» YOUR ASSIGNMENT: Word for word, print the entries that follow.

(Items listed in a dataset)
Start of Block
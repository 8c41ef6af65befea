//! # Backend API Client Module
//!
//! HTTP client for the paper-trading backend plus the push price feed.
//!
//! ```text
//! api/
//! ├── client.rs        - ApiClient: headers, status mapping, ApiService impl
//! ├── auth.rs          - login, register
//! ├── trading.rs       - trades, place/close, live price
//! ├── wallet.rs        - balance, deposit, withdraw, transactions
//! ├── notifications.rs - notification center, settings, price alerts
//! ├── profile.rs       - profile, avatar, preferences, password, 2FA
//! └── websocket.rs     - priceUpdate push channel
//! ```

pub mod auth;
pub mod client;
pub mod notifications;
pub mod profile;
pub mod trading;
pub mod wallet;
pub mod websocket;

pub use client::ApiClient;
pub use websocket::PriceFeedStatus;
End of Block
» PROBLEM SOLUTION:
repository 8c41ef6af65befea
//! # Backend API Client Module
//!
//! HTTP client for the paper-trading backend plus the push price feed.
//!
//! ```text
//! api/
//! ├── client.rs        - ApiClient: headers, status mapping, ApiService impl
//! ├── auth.rs          - login, register
//! ├── trading.rs       - trades, place/close, live price
//! ├── wallet.rs        - balance, deposit, withdraw, transactions
//! ├── notifications.rs - notification center, settings, price alerts
//! ├── profile.rs       - profile, avatar, preferences, password, 2FA
//! └── websocket.rs     - priceUpdate push channel
//! ```

pub mod auth;
pub mod client;
pub mod notifications;
pub mod profile;
pub mod trading;
pub mod wallet;
pub mod websocket;

pub use client::ApiClient;
pub use websocket::PriceFeedStatus;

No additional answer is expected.